//! Per-device event loop for the signal interface.
//!
//! A [`SignalService`] owns one [`SignalController`] and processes, one at a
//! time, lifecycle requests, `Setup` requests and refresh events. Callers talk
//! to it through a cloneable [`SignalHandle`].
//!
//! Authorization checks run concurrently with the loop: while a `Setup`
//! request waits on its check, timer ticks and other requests are still
//! served. The rate change itself is applied back on the loop.
//!
//! # Example
//!
//! ```no_run
//! use mmrs::{Requester, SignalController, SignalHandle, SignalService};
//!
//! # async fn example(controller: SignalController) -> mmrs::Result<()> {
//! let (handle, requests) = SignalHandle::channel(16);
//! tokio::spawn(SignalService::new(controller, requests).run());
//!
//! handle.initialize().await?;
//! handle.enable().await?;
//! handle.setup(5, Requester::new(":1.42")).await?;
//! # Ok(())
//! # }
//! ```

use futures::future::BoxFuture;
use futures::stream::FuturesUnordered;
use futures::{FutureExt, StreamExt};
use log::{debug, warn};
use tokio::sync::{mpsc, oneshot};

use crate::Result;
use crate::api::models::{ModemError, Requester};
use crate::api::signal::{SignalController, SignalStatus};

type Reply<T> = oneshot::Sender<Result<T>>;

enum Request {
    Initialize(Reply<()>),
    Enable(Reply<()>),
    Disable(Reply<()>),
    Shutdown(Reply<()>),
    Setup {
        rate: u32,
        requester: Requester,
        reply: Reply<()>,
    },
    Status(Reply<SignalStatus>),
}

/// Receiving end of a [`SignalHandle`] channel, consumed by
/// [`SignalService::new`].
pub struct SignalRequests(mpsc::Receiver<Request>);

/// Cloneable handle to a running [`SignalService`].
#[derive(Debug, Clone)]
pub struct SignalHandle {
    tx: mpsc::Sender<Request>,
}

impl SignalHandle {
    /// Creates a handle and the request queue for a service.
    pub fn channel(capacity: usize) -> (Self, SignalRequests) {
        let (tx, rx) = mpsc::channel(capacity.max(1));
        (Self { tx }, SignalRequests(rx))
    }

    pub async fn initialize(&self) -> Result<()> {
        self.request(Request::Initialize).await
    }

    pub async fn enable(&self) -> Result<()> {
        self.request(Request::Enable).await
    }

    pub async fn disable(&self) -> Result<()> {
        self.request(Request::Disable).await
    }

    pub async fn shutdown(&self) -> Result<()> {
        self.request(Request::Shutdown).await
    }

    /// Requests a new refresh rate in seconds on behalf of `requester`.
    pub async fn setup(&self, rate: u32, requester: Requester) -> Result<()> {
        self.request(|reply| Request::Setup {
            rate,
            requester,
            reply,
        })
        .await
    }

    pub async fn status(&self) -> Result<SignalStatus> {
        self.request(Request::Status).await
    }

    async fn request<T>(&self, make: impl FnOnce(Reply<T>) -> Request) -> Result<T> {
        let (reply, response) = oneshot::channel();
        self.tx
            .send(make(reply))
            .await
            .map_err(|_| service_gone())?;
        response.await.map_err(|_| service_gone())?
    }
}

fn service_gone() -> ModemError {
    ModemError::Failed("signal service is not running".into())
}

type PendingSetup = (u32, Result<()>, Reply<()>);

/// Single-owner event loop for one device.
pub struct SignalService {
    controller: SignalController,
    requests: mpsc::Receiver<Request>,
    pending: FuturesUnordered<BoxFuture<'static, PendingSetup>>,
}

impl SignalService {
    pub fn new(controller: SignalController, requests: SignalRequests) -> Self {
        Self {
            controller,
            requests: requests.0,
            pending: FuturesUnordered::new(),
        }
    }

    /// Runs until every [`SignalHandle`] is dropped, then shuts the
    /// interface down.
    pub async fn run(mut self) {
        loop {
            tokio::select! {
                request = self.requests.recv() => match request {
                    Some(request) => self.dispatch(request).await,
                    None => break,
                },
                Some((rate, authorized, reply)) = self.pending.next(), if !self.pending.is_empty() => {
                    let result = match authorized {
                        Ok(()) => self.controller.apply_setup(rate).await,
                        Err(e) => {
                            debug!("Setup request rejected: {e}");
                            Err(e)
                        }
                    };
                    let _ = reply.send(result);
                }
                event = self.controller.next_refresh_event() => {
                    self.controller.handle_refresh_event(event).await;
                }
            }
        }

        debug!("All signal handles dropped, stopping service");
        if let Err(e) = self.controller.shutdown().await {
            warn!("Couldn't shut down signal interface: {e}");
        }
    }

    async fn dispatch(&mut self, request: Request) {
        match request {
            Request::Initialize(reply) => {
                let _ = reply.send(self.controller.initialize().await);
            }
            Request::Enable(reply) => {
                let _ = reply.send(self.controller.enable().await);
            }
            Request::Disable(reply) => {
                let _ = reply.send(self.controller.disable().await);
            }
            Request::Shutdown(reply) => {
                let _ = reply.send(self.controller.shutdown().await);
            }
            Request::Setup {
                rate,
                requester,
                reply,
            } => {
                debug!("Setup request from {requester}: rate {rate}");
                let authorization = self.controller.authorize_setup(requester);
                self.pending
                    .push(async move { (rate, authorization.await, reply) }.boxed());
            }
            Request::Status(reply) => {
                let _ = reply.send(Ok(self.controller.status()));
            }
        }
    }
}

|---|

• **What you should do**: Return all of the entries above exactly as they stand.

• **Written solution**:
//! Per-device event loop for the signal interface.
//!
//! A [`SignalService`] owns one [`SignalController`] and processes, one at a
//! time, lifecycle requests, `Setup` requests and refresh events. Callers talk
//! to it through a cloneable [`SignalHandle`].
//!
//! Authorization checks run concurrently with the loop: while a `Setup`
//! request waits on its check, timer ticks and other requests are still
//! served. The rate change itself is applied back on the loop.
//!
//! # Example
//!
//! ```no_run
//! use mmrs::{Requester, SignalController, SignalHandle, SignalService};
//!
//! # async fn example(controller: SignalController) -> mmrs::Result<()> {
//! let (handle, requests) = SignalHandle::channel(16);
//! tokio::spawn(SignalService::new(controller, requests).run());
//!
//! handle.initialize().await?;
//! handle.enable().await?;
//! handle.setup(5, Requester::new(":1.42")).await?;
//! # Ok(())
//! # }
//! ```

use futures::future::BoxFuture;
use futures::stream::FuturesUnordered;
use futures::{FutureExt, StreamExt};
use log::{debug, warn};
use tokio::sync::{mpsc, oneshot};

use crate::Result;
use crate::api::models::{ModemError, Requester};
use crate::api::signal::{SignalController, SignalStatus};

type Reply<T> = oneshot::Sender<Result<T>>;

enum Request {
    Initialize(Reply<()>),
    Enable(Reply<()>),
    Disable(Reply<()>),
    Shutdown(Reply<()>),
    Setup {
        rate: u32,
        requester: Requester,
        reply: Reply<()>,
    },
    Status(Reply<SignalStatus>),
}

/// Receiving end of a [`SignalHandle`] channel, consumed by
/// [`SignalService::new`].
pub struct SignalRequests(mpsc::Receiver<Request>);

/// Cloneable handle to a running [`SignalService`].
#[derive(Debug, Clone)]
pub struct SignalHandle {
    tx: mpsc::Sender<Request>,
}

impl SignalHandle {
    /// Creates a handle and the request queue for a service.
    pub fn channel(capacity: usize) -> (Self, SignalRequests) {
        let (tx, rx) = mpsc::channel(capacity.max(1));
        (Self { tx }, SignalRequests(rx))
    }

    pub async fn initialize(&self) -> Result<()> {
        self.request(Request::Initialize).await
    }

    pub async fn enable(&self) -> Result<()> {
        self.request(Request::Enable).await
    }

    pub async fn disable(&self) -> Result<()> {
        self.request(Request::Disable).await
    }

    pub async fn shutdown(&self) -> Result<()> {
        self.request(Request::Shutdown).await
    }

    /// Requests a new refresh rate in seconds on behalf of `requester`.
    pub async fn setup(&self, rate: u32, requester: Requester) -> Result<()> {
        self.request(|reply| Request::Setup {
            rate,
            requester,
            reply,
        })
        .await
    }

    pub async fn status(&self) -> Result<SignalStatus> {
        self.request(Request::Status).await
    }

    async fn request<T>(&self, make: impl FnOnce(Reply<T>) -> Request) -> Result<T> {
        let (reply, response) = oneshot::channel();
        self.tx
            .send(make(reply))
            .await
            .map_err(|_| service_gone())?;
        response.await.map_err(|_| service_gone())?
    }
}

fn service_gone() -> ModemError {
    ModemError::Failed("signal service is not running".into())
}

type PendingSetup = (u32, Result<()>, Reply<()>);

/// Single-owner event loop for one device.
pub struct SignalService {
    controller: SignalController,
    requests: mpsc::Receiver<Request>,
    pending: FuturesUnordered<BoxFuture<'static, PendingSetup>>,
}

impl SignalService {
    pub fn new(controller: SignalController, requests: SignalRequests) -> Self {
        Self {
            controller,
            requests: requests.0,
            pending: FuturesUnordered::new(),
        }
    }

    /// Runs until every [`SignalHandle`] is dropped, then shuts the
    /// interface down.
    pub async fn run(mut self) {
        loop {
            tokio::select! {
                request = self.requests.recv() => match request {
                    Some(request) => self.dispatch(request).await,
                    None => break,
                },
                Some((rate, authorized, reply)) = self.pending.next(), if !self.pending.is_empty() => {
                    let result = match authorized {
                        Ok(()) => self.controller.apply_setup(rate).await,
                        Err(e) => {
                            debug!("Setup request rejected: {e}");
                            Err(e)
                        }
                    };
                    let _ = reply.send(result);
                }
                event = self.controller.next_refresh_event() => {
                    self.controller.handle_refresh_event(event).await;
                }
            }
        }

        debug!("All signal handles dropped, stopping service");
        if let Err(e) = self.controller.shutdown().await {
            warn!("Couldn't shut down signal interface: {e}");
        }
    }

    async fn dispatch(&mut self, request: Request) {
        match request {
            Request::Initialize(reply) => {
                let _ = reply.send(self.controller.initialize().await);
            }
            Request::Enable(reply) => {
                let _ = reply.send(self.controller.enable().await);
            }
            Request::Disable(reply) => {
                let _ = reply.send(self.controller.disable().await);
            }
            Request::Shutdown(reply) => {
                let _ = reply.send(self.controller.shutdown().await);
            }
            Request::Setup {
                rate,
                requester,
                reply,
            } => {
                debug!("Setup request from {requester}: rate {rate}");
                let authorization = self.controller.authorize_setup(requester);
                self.pending
                    .push(async move { (rate, authorization.await, reply) }.boxed());
            }
            Request::Status(reply) => {
                let _ = reply.send(Ok(self.controller.status()));
            }
        }
    }
}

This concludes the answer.